Y la tercera. Es obvio que, si tal acervo nacional sobre protección de datos ha de persistir, solo podrá hacerlo en tanto y en cuanto se acomode, ya por vía de reforma, ya por vía de interpretación, a los nuevos términos fijados en el RGPD. El ABC del Derecho comunitario lleva décadas enseñándonos también que, apelemos a “jerarquía” (como le gusta hacer al TJUE) o invoquemos en su lugar “competencia” (caso de los Derechos públicos nacionales), ninguna disposición nacional podrá ser incompatible con un reglamento, gracias a la supremacía del Derecho de la Unión. Es notorio que, a día de hoy, algunas de esas disposiciones nacionales lo son (sin ir más lejos, la obligación española de inscribir ficheros, cuya imperatividad elimina el RGPD).

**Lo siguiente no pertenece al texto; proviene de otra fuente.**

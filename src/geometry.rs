//! Precomputed board geometry.
//!
//! Pure lookups over square coordinates: rook-move target lists, the
//! square between two flanking squares, diagonal pairs, edge membership.
//! The rook tables are built once on first use and never change.

use std::sync::LazyLock;

use crate::square::{SIZE, Square};

/// Unit offsets (dcol, drow) for the four rook directions:
/// north, east, south, west.
pub const DIRECTIONS: [(i16, i16); 4] = [(0, 1), (1, 0), (0, -1), (-1, 0)];

/// For every square and direction, the squares reachable by a rook,
/// ordered outward from the origin (origin excluded).
static ROOK_TARGETS: LazyLock<Vec<[Vec<Square>; 4]>> = LazyLock::new(|| {
    Square::all()
        .map(|from| {
            std::array::from_fn(|dir| {
                let (dc, dr) = DIRECTIONS[dir];
                let mut targets = Vec::new();
                let mut step = 1;
                while let Some(sq) =
                    Square::try_new(from.col() as i16 + dc * step, from.row() as i16 + dr * step)
                {
                    targets.push(sq);
                    step += 1;
                }
                targets
            })
        })
        .collect()
});

/// The ordered rook targets from `from` in direction `dir` (0..4).
pub fn rook_targets(from: Square, dir: usize) -> &'static [Square] {
    &ROOK_TARGETS[from.index()][dir]
}

/// The square `steps` rook steps from `from` in direction `dir`, if on
/// the board.
pub fn rook_move(from: Square, dir: usize, steps: u16) -> Option<Square> {
    let (dc, dr) = DIRECTIONS[dir];
    Square::try_new(
        from.col() as i16 + dc * steps as i16,
        from.row() as i16 + dr * steps as i16,
    )
}

/// The direction index of the rook move `from` -> `to`, if any.
pub fn direction(from: Square, to: Square) -> Option<usize> {
    if !from.is_rook_move(to) {
        return None;
    }
    let dc = (to.col() as i16 - from.col() as i16).signum();
    let dr = (to.row() as i16 - from.row() as i16).signum();
    DIRECTIONS.iter().position(|&d| d == (dc, dr))
}

/// The single square strictly between `a` and `b`, defined when the two
/// sit two rook steps apart.
pub fn between(a: Square, b: Square) -> Option<Square> {
    let dc = b.col() as i16 - a.col() as i16;
    let dr = b.row() as i16 - a.row() as i16;
    if (dc.abs() == 2 && dr == 0) || (dc == 0 && dr.abs() == 2) {
        Square::try_new(a.col() as i16 + dc / 2, a.row() as i16 + dr / 2)
    } else {
        None
    }
}

/// For `a` and `b` two rook steps apart, the two squares diagonally
/// adjacent to both (the perpendicular neighbors of the middle square).
/// `None` if the squares are not two apart or a diagonal falls off the
/// board.
pub fn diagonal_pair(a: Square, b: Square) -> Option<(Square, Square)> {
    let mid = between(a, b)?;
    let (d1, d2) = if a.col() == b.col() {
        (
            Square::try_new(mid.col() as i16 - 1, mid.row() as i16),
            Square::try_new(mid.col() as i16 + 1, mid.row() as i16),
        )
    } else {
        (
            Square::try_new(mid.col() as i16, mid.row() as i16 - 1),
            Square::try_new(mid.col() as i16, mid.row() as i16 + 1),
        )
    };
    Some((d1?, d2?))
}

/// True iff the square lies on the outer rim of the board.
pub fn is_edge(sq: Square) -> bool {
    sq.col() == 0 || sq.col() == SIZE - 1 || sq.row() == 0 || sq.row() == SIZE - 1
}

#[cfg(test)]
mod tests {
    use super::*;
    use crate::square::THRONE;

    #[test]
    fn rook_targets_are_ordered_outward() {
        let from = Square::new(4, 4);
        let north = rook_targets(from, 0);
        assert_eq!(
            north,
            &[Square::new(4, 5), Square::new(4, 6), Square::new(4, 7), Square::new(4, 8)]
        );
        let west = rook_targets(from, 3);
        assert_eq!(west[0], Square::new(3, 4));
        assert_eq!(west.len(), 4);

        // A corner has two empty rays.
        let corner = Square::new(8, 8);
        assert!(rook_targets(corner, 0).is_empty());
        assert!(rook_targets(corner, 1).is_empty());
        assert_eq!(rook_targets(corner, 2).len(), 8);
        assert_eq!(rook_targets(corner, 3).len(), 8);
    }

    #[test]
    fn rook_move_steps() {
        let from = Square::new(4, 1);
        assert_eq!(rook_move(from, 0, 2), Some(Square::new(4, 3)));
        assert_eq!(rook_move(from, 2, 2), None);
        assert_eq!(rook_move(from, 1, 4), Some(Square::new(8, 1)));
        assert_eq!(rook_move(from, 1, 5), None);
    }

    #[test]
    fn direction_of_rook_moves() {
        let from = Square::new(4, 4);
        assert_eq!(direction(from, Square::new(4, 8)), Some(0));
        assert_eq!(direction(from, Square::new(6, 4)), Some(1));
        assert_eq!(direction(from, Square::new(4, 0)), Some(2));
        assert_eq!(direction(from, Square::new(0, 4)), Some(3));
        assert_eq!(direction(from, Square::new(5, 5)), None);
        assert_eq!(direction(from, from), None);
    }

    #[test]
    fn betweenness() {
        assert_eq!(
            between(Square::new(4, 2), Square::new(4, 4)),
            Some(Square::new(4, 3))
        );
        assert_eq!(
            between(Square::new(6, 4), Square::new(4, 4)),
            Some(Square::new(5, 4))
        );
        assert_eq!(between(Square::new(4, 2), Square::new(4, 5)), None);
        assert_eq!(between(Square::new(4, 2), Square::new(5, 4)), None);
    }

    #[test]
    fn diagonal_pairs_flank_the_middle() {
        let (d1, d2) = diagonal_pair(Square::new(4, 3), Square::new(4, 5)).unwrap();
        assert_eq!((d1, d2), (Square::new(3, 4), Square::new(5, 4)));

        let (d1, d2) = diagonal_pair(Square::new(3, 4), Square::new(5, 4)).unwrap();
        assert_eq!((d1, d2), (Square::new(4, 3), Square::new(4, 5)));

        // Along the rim one diagonal falls off the board.
        assert_eq!(diagonal_pair(Square::new(0, 0), Square::new(2, 0)), None);
        assert_eq!(diagonal_pair(THRONE, Square::new(4, 5)), None);
    }

    #[test]
    fn edge_membership() {
        assert!(is_edge(Square::new(0, 4)));
        assert!(is_edge(Square::new(8, 4)));
        assert!(is_edge(Square::new(3, 0)));
        assert!(is_edge(Square::new(3, 8)));
        assert!(is_edge(Square::new(0, 0)));
        assert!(!is_edge(THRONE));
        assert!(!is_edge(Square::new(1, 1)));
    }
}
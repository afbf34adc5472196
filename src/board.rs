//! The state of a Tablut game: grid, turn, winner, undo log, and every
//! rule of the game (legality, captures, repetition, move limit).

use serde::{Deserialize, Serialize};
use std::fmt;
use thiserror::Error;

use crate::geometry;
use crate::moves::Move;
use crate::piece::{Piece, Side};
use crate::square::{ETHRONE, NTHRONE, SIZE, STHRONE, Square, THRONE, THRONE_NEIGHBORS, WTHRONE};

/// Initial positions of the attackers.
const INITIAL_ATTACKERS: [Square; 16] = [
    Square::new(0, 3),
    Square::new(0, 4),
    Square::new(0, 5),
    Square::new(1, 4),
    Square::new(8, 3),
    Square::new(8, 4),
    Square::new(8, 5),
    Square::new(7, 4),
    Square::new(3, 0),
    Square::new(4, 0),
    Square::new(5, 0),
    Square::new(4, 1),
    Square::new(3, 8),
    Square::new(4, 8),
    Square::new(5, 8),
    Square::new(4, 7),
];

/// Initial positions of the defenders of the king.
const INITIAL_DEFENDERS: [Square; 8] = [
    NTHRONE,
    ETHRONE,
    STHRONE,
    WTHRONE,
    Square::new(4, 6),
    Square::new(4, 2),
    Square::new(2, 4),
    Square::new(6, 4),
];

#[derive(Debug, Error)]
pub enum GameError {
    #[error("illegal move: {0}")]
    IllegalMove(Move),
    #[error("move limit {limit} is too low: {move_count} moves already played")]
    LimitTooLow { limit: usize, move_count: usize },
    #[error("no moves to undo")]
    NothingToUndo,
    #[error("no king on the board")]
    MissingKing,
}

/// One reversible grid mutation. A move contributes one `Move` entry
/// followed by an entry per captured piece; the per-move capture count
/// lives in its own stack so undo pops the right number of entries.
#[derive(Debug, Clone, Copy, Serialize, Deserialize)]
enum UndoEntry {
    Move {
        from: Square,
        to: Square,
        moved: Piece,
        displaced: Piece,
    },
    Capture {
        square: Square,
        piece: Piece,
    },
}

/// A Tablut game in progress.
///
/// The grid is the single source of truth; turn, winner, and move count
/// are bookkeeping updated atomically with each [`GameState::make_move`].
/// Every mutation is logged so [`GameState::undo`] restores the previous
/// state bit for bit.
#[derive(Debug, Clone, Serialize, Deserialize)]
pub struct GameState {
    board: [[Piece; SIZE as usize]; SIZE as usize],
    turn: Side,
    winner: Option<Side>,
    repeated: bool,
    move_count: usize,
    move_limit: Option<usize>,
    log: Vec<UndoEntry>,
    capture_counts: Vec<usize>,
    /// Canonical encodings of every position reached, for repetition
    /// detection. Holds `move_count + 1` entries unless a repetition
    /// ended the game.
    positions: Vec<String>,
}
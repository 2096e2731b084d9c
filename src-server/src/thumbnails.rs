//! Template-facing accessors for slot thumbnails.

use crate::host::{MediaLibrary, MetadataStore};
use crate::models::{Attrs, SizeSpec};
use crate::registry::panel_id;
use crate::store::AssociationStore;
use std::collections::HashMap;
use tracing::trace;

/// Size used by `render_association` when the caller passes none.
pub const DEFAULT_TEMPLATE_SIZE: &str = "post-thumbnail";

/// One template fetch of a slot image, as seen by [`TemplateHooks`].
#[derive(Debug, Clone, Copy)]
pub struct Fetch<'a> {
    pub content_type: &'a str,
    pub slot_id: &'a str,
    pub item_id: i64,
    pub asset_id: i64,
    pub size: &'a SizeSpec,
    pub attrs: &'a Attrs,
}

/// Per-slot override points around template rendering. Every method
/// defaults to leaving the output alone.
pub trait TemplateHooks {
    /// Replaces the size requested for a slot before the fetch starts.
    fn filter_size(&self, _content_type: &str, _slot_id: &str, size: SizeSpec) -> SizeSpec {
        size
    }

    /// Rewrites the rendered markup. Also runs when the markup is empty.
    fn filter_html(&self, _fetch: &Fetch<'_>, html: String) -> String {
        html
    }

    fn begin_fetch(&self, _fetch: &Fetch<'_>) {}

    fn end_fetch(&self, _fetch: &Fetch<'_>) {}
}

/// Fixed template sizes per slot, keyed by `{content_type}-{slot_id}`.
#[derive(Debug, Clone, Default)]
pub struct SlotTemplateSizes {
    sizes: HashMap<String, SizeSpec>,
}

impl SlotTemplateSizes {
    pub fn insert(&mut self, content_type: &str, slot_id: &str, size: SizeSpec) {
        self.sizes.insert(panel_id(content_type, slot_id), size);
    }

    /// Builds the table from `slot → size` strings such as `"post-hero" = "600x300"`.
    pub fn from_config<'a>(entries: impl IntoIterator<Item = (&'a String, &'a String)>) -> Self {
        SlotTemplateSizes {
            sizes: entries
                .into_iter()
                .map(|(slot, size)| (slot.clone(), SizeSpec::parse(size)))
                .collect(),
        }
    }

    pub fn is_empty(&self) -> bool {
        self.sizes.is_empty()
    }
}

impl TemplateHooks for SlotTemplateSizes {
    fn filter_size(&self, content_type: &str, slot_id: &str, size: SizeSpec) -> SizeSpec {
        self.sizes
            .get(&panel_id(content_type, slot_id))
            .cloned()
            .unwrap_or(size)
    }
}

/// The item a template is currently rendering, if any, and the hooks that
/// apply to it. Passed explicitly to the accessors.
#[derive(Clone, Copy, Default)]
pub struct RenderContext<'a> {
    pub current_item: Option<i64>,
    pub hooks: Option<&'a dyn TemplateHooks>,
}

impl<'a> RenderContext<'a> {
    pub fn for_item(item_id: i64) -> Self {
        RenderContext {
            current_item: Some(item_id),
            hooks: None,
        }
    }

    pub fn with_hooks(mut self, hooks: &'a dyn TemplateHooks) -> Self {
        self.hooks = Some(hooks);
        self
    }

    fn resolve(&self, item_id: Option<i64>) -> Option<i64> {
        item_id.or(self.current_item).filter(|id| *id > 0)
    }
}

pub fn get_association_id(
    store: &dyn MetadataStore,
    content_type: &str,
    slot_id: &str,
    item_id: i64,
) -> Option<i64> {
    AssociationStore::new(store).get(content_type, slot_id, item_id)
}

/// Whether the item has a thumbnail stored for the slot. No item → `false`.
pub fn has_association(
    store: &dyn MetadataStore,
    ctx: &RenderContext<'_>,
    content_type: &str,
    slot_id: &str,
    item_id: Option<i64>,
) -> bool {
    ctx.resolve(item_id)
        .and_then(|id| get_association_id(store, content_type, slot_id, id))
        .is_some()
}

/// Image markup for the slot's thumbnail on an item, or an empty string.
#[allow(clippy::too_many_arguments)]
pub fn render_association(
    store: &dyn MetadataStore,
    media: &dyn MediaLibrary,
    ctx: &RenderContext<'_>,
    content_type: &str,
    slot_id: &str,
    item_id: Option<i64>,
    size: Option<&SizeSpec>,
    attrs: Option<&Attrs>,
) -> String {
    let Some(item_id) = ctx.resolve(item_id) else {
        return String::new();
    };
    let Some(asset_id) = get_association_id(store, content_type, slot_id, item_id) else {
        return String::new();
    };
    let size = size
        .cloned()
        .unwrap_or_else(|| SizeSpec::named(DEFAULT_TEMPLATE_SIZE));
    let empty = Attrs::new();
    let attrs = attrs.unwrap_or(&empty);
    trace!(item_id, asset_id, "Rendering {} {} thumbnail", content_type, slot_id);

    let Some(hooks) = ctx.hooks else {
        return media.render_asset_markup(asset_id, &size, attrs);
    };
    let size = hooks.filter_size(content_type, slot_id, size);
    let fetch = Fetch {
        content_type,
        slot_id,
        item_id,
        asset_id,
        size: &size,
        attrs,
    };
    hooks.begin_fetch(&fetch);
    let html = media.render_asset_markup(asset_id, &size, attrs);
    hooks.end_fetch(&fetch);
    hooks.filter_html(&fetch, html)
}
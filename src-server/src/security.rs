use crate::host::TokenIssuer;
use chrono::Utc;
use hmac::{Hmac, Mac};
use pbkdf2::pbkdf2;
use rand::RngCore;
use sha2::Sha256;
use thiserror::Error;
use tracing::warn;

type HmacSha256 = Hmac<Sha256>;

#[derive(Error, Debug)]
pub enum SecurityError {
    #[error("Key derivation failed")]
    KeyDerivationError,
    #[error("Invalid salt: {0}")]
    InvalidSalt(#[from] hex::FromHexError),
    #[error("security.salt is required when security.secret is set")]
    MissingSalt,
}

pub const SALT_LEN: usize = 16;
pub const NONCE_LEN: usize = 12;
pub const KEY_LEN: usize = 32;
const PBKDF2_ROUNDS: u32 = 100_000;
/// Tolerated clock skew for tokens issued "in the future".
const MAX_SKEW_SECS: i64 = 60;

pub fn generate_salt() -> [u8; SALT_LEN] {
    let mut salt = [0u8; SALT_LEN];
    rand::thread_rng().fill_bytes(&mut salt);
    salt
}

pub fn derive_key(secret: &str, salt: &[u8]) -> Result<[u8; KEY_LEN], SecurityError> {
    let mut key = [0u8; KEY_LEN];
    pbkdf2::<HmacSha256>(secret.as_bytes(), salt, PBKDF2_ROUNDS, &mut key)
        .map_err(|_| SecurityError::KeyDerivationError)?;
    Ok(key)
}

/// Anti-forgery tokens: `{issued_at}.{nonce}.{hmac}` where the MAC covers the
/// scope, the issue time and a fresh random nonce. Every mint yields a new
/// token; any unexpired token for the scope verifies.
#[derive(Clone)]
pub struct NonceIssuer {
    mac: HmacSha256,
    lifetime_secs: i64,
}

impl NonceIssuer {
    pub fn new(key: &[u8], lifetime_secs: i64) -> Result<Self, SecurityError> {
        let mac =
            HmacSha256::new_from_slice(key).map_err(|_| SecurityError::KeyDerivationError)?;
        Ok(NonceIssuer { mac, lifetime_secs })
    }

    /// Derives the MAC key from a configured secret. Without a secret a
    /// random per-process key is used, so tokens die with the process.
    pub fn from_secret(
        secret: Option<&str>,
        salt_hex: Option<&str>,
        lifetime_secs: i64,
    ) -> Result<Self, SecurityError> {
        match secret {
            Some(secret) => {
                let salt = hex::decode(salt_hex.ok_or(SecurityError::MissingSalt)?)?;
                let key = derive_key(secret, &salt)?;
                Self::new(&key, lifetime_secs)
            }
            None => {
                warn!("No token secret configured; using a random key for this process");
                let mut key = [0u8; KEY_LEN];
                rand::thread_rng().fill_bytes(&mut key);
                Self::new(&key, lifetime_secs)
            }
        }
    }

    pub fn mint_at(&self, scope: &str, issued_at: i64) -> String {
        let mut nonce = [0u8; NONCE_LEN];
        rand::thread_rng().fill_bytes(&mut nonce);
        let tag = self.sign(scope, issued_at, &nonce).finalize().into_bytes();
        format!("{}.{}.{}", issued_at, hex::encode(nonce), hex::encode(tag))
    }

    pub fn verify_at(&self, token: &str, scope: &str, now: i64) -> bool {
        let mut parts = token.split('.');
        let (Some(issued), Some(nonce), Some(tag), None) =
            (parts.next(), parts.next(), parts.next(), parts.next())
        else {
            return false;
        };
        let Ok(issued_at) = issued.parse::<i64>() else {
            return false;
        };
        if issued_at > now.saturating_add(MAX_SKEW_SECS) {
            return false;
        }
        match now.checked_sub(issued_at) {
            Some(age) if age <= self.lifetime_secs => {}
            _ => return false,
        }
        let (Ok(nonce), Ok(tag)) = (hex::decode(nonce), hex::decode(tag)) else {
            return false;
        };
        if nonce.len() != NONCE_LEN {
            return false;
        }
        self.sign(scope, issued_at, &nonce)
            .verify_slice(&tag)
            .is_ok()
    }

    fn sign(&self, scope: &str, issued_at: i64, nonce: &[u8]) -> HmacSha256 {
        let mut mac = self.mac.clone();
        mac.update(scope.as_bytes());
        mac.update(b"|");
        mac.update(issued_at.to_string().as_bytes());
        mac.update(b"|");
        mac.update(nonce);
        mac
    }
}

impl TokenIssuer for NonceIssuer {
    fn mint(&self, scope: &str) -> String {
        self.mint_at(scope, Utc::now().timestamp())
    }

    fn verify(&self, token: &str, scope: &str) -> bool {
        self.verify_at(token, scope, Utc::now().timestamp())
    }
}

Los poderes públicos nacionales, el español en particular, debieran quizá pues acometer una labor considerable de adaptación. Bien recurriendo a esa técnica de inserción de normas del RGPD que su considerando 8º sugiere; bien no haciéndolo, pero sí ajustando “a modo de orfebre” la regulación estatal a potenciales disposiciones contrarias del Reglamento; bien llevando a cabo una y otra labor; o bien, más sencilla, pero sin duda menos clarificadoramente, dando por derogadas tácitamente, en la correspondiente norma estatal, cualesquiera de sus disposiciones que resultaran contrarias al RGPD, opción ésta que prácticamente resulta equivalente a la que a continuación se expone.

En efecto, no faltarán quienes lisa y llanamente excluyan que el legislador nacional deba hacer absolutamente nada, amparándose en la directa aplicabilidad de los reglamentos comunitarios y en la supremacía del Derecho de la Unión sobre el Derecho estatal. Es claro que la consecuencia de esta opción sería dejar a la labor de interpretación de los operadores jurídicos, por excelencia los jueces, la resolución de los conflictos que la incoherencia RGPD-ley nacional llegue a plantear. No parece la mejor opción, aunque solo fuera por esa ya citada mayor complejidad que el RGPD ha agregado a este sector del ordenamiento.

Dicho todo lo cual, solo el tiempo nos permitirá calibrar hasta qué punto la elección de un reglamento como fuente legal ha sido o no el mejor camino para avanzar en el “nivel equivalente de protección” de datos, en su homogeneidad a lo largo y ancho de la Unión.